** INPUT **
○ ○ ○ ○ ○

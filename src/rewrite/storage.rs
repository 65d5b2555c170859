//! Rewrite storage with a synchronized matching engine.
//!
//! # Responsibilities
//! - Own the ordered list of rewrite items
//! - Recompile the whole list into rule text on every mutation
//! - Publish the (items, engine) pair as one snapshot
//!
//! # Design Decisions
//! - Snapshots are immutable and swapped atomically (ArcSwap)
//! - Readers never block and never see a half-applied mutation
//! - Writers are serialized by a mutex held across mutation and rebuild
//! - A failed rebuild publishes nothing, so the previous snapshot stays
//! - Full rebuild on every mutation; rewrite sets are administrator-sized

use std::sync::{Arc, Mutex, PoisonError};

use arc_swap::ArcSwap;

use crate::matching::{DnsEngine, DnsRequest, DnsResult, RuleStorage, StringRuleList};
use crate::observability::metrics;
use crate::rewrite::error::RewriteResult;
use crate::rewrite::item::Item;

/// Storage for rewrite items that can answer DNS requests.
pub trait Storage: Send + Sync {
    /// Finds the matching rules for a request.
    fn match_request(&self, req: &DnsRequest) -> Option<DnsResult>;

    /// Appends an item.
    fn add(&self, item: Item) -> RewriteResult<()>;

    /// Deletes every item equal to `item`.
    fn remove(&self, item: &Item) -> RewriteResult<()>;

    /// Returns a copy of all items in insertion order.
    fn list(&self) -> Vec<Item>;
}

/// Items and the engine compiled from exactly those items.
#[derive(Debug)]
pub struct RewriteSnapshot {
    items: Vec<Item>,
    engine: DnsEngine,
}

impl RewriteSnapshot {
    fn build(list_id: i32, items: Vec<Item>) -> RewriteResult<Self> {
        let rules_text = items.iter().map(Item::to_rule).collect::<Vec<_>>().join("\n");

        let list = StringRuleList {
            id: list_id,
            rules_text,
            ignore_cosmetic: true,
        };
        let storage = RuleStorage::new(&[list])?;
        let engine = DnsEngine::new(&storage);

        tracing::info!("filter {}: reset {} rules", list_id, engine.rules_count());
        metrics::record_rewrite_rules(engine.rules_count());

        Ok(Self { items, engine })
    }

    pub fn items(&self) -> &[Item] {
        &self.items
    }

    pub fn engine(&self) -> &DnsEngine {
        &self.engine
    }
}

/// The default rewrite storage.
#[derive(Debug)]
pub struct DefaultStorage {
    /// Synthetic identifier of the compiled rule list.
    list_id: i32,

    /// Currently committed snapshot.
    current: ArcSwap<RewriteSnapshot>,

    /// Serializes writers; readers only touch `current`.
    write_lock: Mutex<()>,
}

impl DefaultStorage {
    /// Builds a storage from already normalized items. `list_id` tags the
    /// underlying rule list.
    pub fn new(list_id: i32, items: Vec<Item>) -> RewriteResult<Self> {
        let snapshot = RewriteSnapshot::build(list_id, items)?;

        Ok(Self {
            list_id,
            current: ArcSwap::from_pointee(snapshot),
            write_lock: Mutex::new(()),
        })
    }

    pub fn list_id(&self) -> i32 {
        self.list_id
    }

    /// Returns the committed snapshot. Items and engine always belong together.
    pub fn snapshot(&self) -> Arc<RewriteSnapshot> {
        self.current.load_full()
    }

    /// Applies `mutate` to a copy of the current items, rebuilds and commits.
    fn update<F>(&self, mutate: F) -> RewriteResult<()>
    where
        F: FnOnce(&mut Vec<Item>),
    {
        let _guard = self.write_lock.lock().unwrap_or_else(PoisonError::into_inner);

        let mut items = self.current.load().items.clone();
        mutate(&mut items);

        let snapshot = RewriteSnapshot::build(self.list_id, items)?;
        self.current.store(Arc::new(snapshot));

        Ok(())
    }
}

impl Storage for DefaultStorage {
    fn match_request(&self, req: &DnsRequest) -> Option<DnsResult> {
        let res = self.current.load().engine.match_request(req);
        metrics::record_match_request(res.is_some());
        res
    }

    fn add(&self, item: Item) -> RewriteResult<()> {
        let res = self.update(|items| items.push(item));
        metrics::record_rewrite_mutation("add", res.is_ok());
        res
    }

    fn remove(&self, item: &Item) -> RewriteResult<()> {
        let res = self.update(|items| {
            items.retain(|ent| {
                if ent == item {
                    tracing::debug!("rewrite: removed element: {}", ent);
                    return false;
                }
                true
            });
        });
        metrics::record_rewrite_mutation("remove", res.is_ok());
        res
    }

    fn list(&self) -> Vec<Item> {
        self.current.load().items.clone()
    }
}

#[cfg(test)]
mod tests {
    use super::*;
    use crate::matching::{RewriteOutcome, RewriteValue};
    use crate::rewrite::error::RewriteError;
    use crate::rewrite::item::RewriteEntry;
    use hickory_proto::rr::RecordType;
    use std::net::Ipv4Addr;

    fn item(domain: &str, answer: &str) -> Item {
        Item::from(RewriteEntry::new(domain, answer))
    }

    fn storage(items: Vec<Item>) -> DefaultStorage {
        DefaultStorage::new(-1, items).unwrap()
    }

    #[test]
    fn test_new_storage() {
        let s = storage(vec![item("a.lan", "1.1.1.1"), item("b.lan", "A")]);
        assert_eq!(s.list_id(), -1);
        assert_eq!(s.list().len(), 2);
        assert_eq!(s.snapshot().engine().rules_count(), 2);

        let empty = storage(Vec::new());
        assert!(empty.list().is_empty());
        assert_eq!(empty.snapshot().engine().rules_count(), 0);
    }

    #[test]
    fn test_new_fails_atomically() {
        let items = vec![item("ok.lan", "1.1.1.1"), item("bad.lan", "x,y")];
        let err = DefaultStorage::new(-1, items).unwrap_err();
        assert!(matches!(err, RewriteError::Compile(_)));
    }

    #[test]
    fn test_add_keeps_insertion_order() {
        let s = storage(Vec::new());
        let added: Vec<Item> = (0..5)
            .map(|i| item(&format!("host{}.lan", i), &format!("10.0.0.{}", i)))
            .collect();
        for rw in &added {
            s.add(rw.clone()).unwrap();
        }

        assert_eq!(s.list(), added);
        assert_eq!(s.snapshot().engine().rules_count(), 5);
    }

    #[test]
    fn test_add_then_match() {
        let s = storage(Vec::new());
        s.add(item("example.com", "1.2.3.4")).unwrap();

        let res = s.match_request(&DnsRequest::new("example.com", RecordType::A)).unwrap();
        assert_eq!(
            res.outcome(RecordType::A),
            RewriteOutcome::Answers(vec![RewriteValue::Ipv4(Ipv4Addr::new(1, 2, 3, 4))])
        );
    }

    #[test]
    fn test_exception_item_exempts() {
        let s = storage(vec![item("example.com", "1.2.3.4")]);
        s.add(item("example.com", "A")).unwrap();

        let res = s.match_request(&DnsRequest::new("example.com", RecordType::A)).unwrap();
        assert!(res.is_exempted());

        let res = s.match_request(&DnsRequest::new("example.com", RecordType::AAAA)).unwrap();
        assert!(!res.is_exempted());
    }

    #[test]
    fn test_remove_all_duplicates() {
        let s = storage(vec![item("dup.lan", "1.1.1.1"), item("keep.lan", "2.2.2.2")]);
        s.add(item("dup.lan", "1.1.1.1")).unwrap();
        assert_eq!(s.list().len(), 3);

        s.remove(&item("DUP.lan", "1.1.1.1")).unwrap();
        assert_eq!(s.list(), vec![item("keep.lan", "2.2.2.2")]);
        assert_eq!(s.snapshot().engine().rules_count(), 1);
        assert!(s.match_request(&DnsRequest::new("dup.lan", RecordType::A)).is_none());
    }

    #[test]
    fn test_remove_missing_is_noop() {
        let s = storage(vec![item("a.lan", "1.1.1.1")]);
        s.remove(&item("a.lan", "1.1.1.2")).unwrap();
        s.remove(&item("nothing.lan", "A")).unwrap();
        assert_eq!(s.list(), vec![item("a.lan", "1.1.1.1")]);
    }

    #[test]
    fn test_failed_add_rolls_back() {
        let s = storage(vec![item("a.lan", "1.1.1.1")]);
        let before = s.snapshot();

        let err = s.add(item("bad.lan", "host,junk")).unwrap_err();
        assert!(matches!(err, RewriteError::Compile(_)));

        let after = s.snapshot();
        assert!(Arc::ptr_eq(&before, &after));
        assert_eq!(s.list(), vec![item("a.lan", "1.1.1.1")]);

        // An empty domain compiles into a pattern that is too wide.
        assert!(s.add(item("", "1.1.1.1")).is_err());
        assert_eq!(s.list().len(), 1);

        // The storage stays usable.
        s.add(item("b.lan", "2.2.2.2")).unwrap();
        assert_eq!(s.list().len(), 2);
    }

    #[test]
    fn test_list_returns_copy() {
        let s = storage(vec![item("a.lan", "1.1.1.1")]);
        let mut copy = s.list();
        copy.clear();
        copy.push(item("other.lan", "A"));
        assert_eq!(s.list(), vec![item("a.lan", "1.1.1.1")]);
    }
}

○ ○ ○ ○ ○

** TO DO **
Only those lines of the entries above that run from the line containing "pub fn snapshot(&self)" to the line containing "assert_eq!(s.snapshot().engine().rules_count(), 2);", both included, should be transcribed exactly.

** RESPONSE TO THE TASK **
    pub fn snapshot(&self) -> Arc<RewriteSnapshot> {
        self.current.load_full()
    }

    /// Applies `mutate` to a copy of the current items, rebuilds and commits.
    fn update<F>(&self, mutate: F) -> RewriteResult<()>
    where
        F: FnOnce(&mut Vec<Item>),
    {
        let _guard = self.write_lock.lock().unwrap_or_else(PoisonError::into_inner);

        let mut items = self.current.load().items.clone();
        mutate(&mut items);

        let snapshot = RewriteSnapshot::build(self.list_id, items)?;
        self.current.store(Arc::new(snapshot));

        Ok(())
    }
}

impl Storage for DefaultStorage {
    fn match_request(&self, req: &DnsRequest) -> Option<DnsResult> {
        let res = self.current.load().engine.match_request(req);
        metrics::record_match_request(res.is_some());
        res
    }

    fn add(&self, item: Item) -> RewriteResult<()> {
        let res = self.update(|items| items.push(item));
        metrics::record_rewrite_mutation("add", res.is_ok());
        res
    }

    fn remove(&self, item: &Item) -> RewriteResult<()> {
        let res = self.update(|items| {
            items.retain(|ent| {
                if ent == item {
                    tracing::debug!("rewrite: removed element: {}", ent);
                    return false;
                }
                true
            });
        });
        metrics::record_rewrite_mutation("remove", res.is_ok());
        res
    }

    fn list(&self) -> Vec<Item> {
        self.current.load().items.clone()
    }
}

#[cfg(test)]
mod tests {
    use super::*;
    use crate::matching::{RewriteOutcome, RewriteValue};
    use crate::rewrite::error::RewriteError;
    use crate::rewrite::item::RewriteEntry;
    use hickory_proto::rr::RecordType;
    use std::net::Ipv4Addr;

    fn item(domain: &str, answer: &str) -> Item {
        Item::from(RewriteEntry::new(domain, answer))
    }

    fn storage(items: Vec<Item>) -> DefaultStorage {
        DefaultStorage::new(-1, items).unwrap()
    }

    #[test]
    fn test_new_storage() {
        let s = storage(vec![item("a.lan", "1.1.1.1"), item("b.lan", "A")]);
        assert_eq!(s.list_id(), -1);
        assert_eq!(s.list().len(), 2);
        assert_eq!(s.snapshot().engine().rules_count(), 2);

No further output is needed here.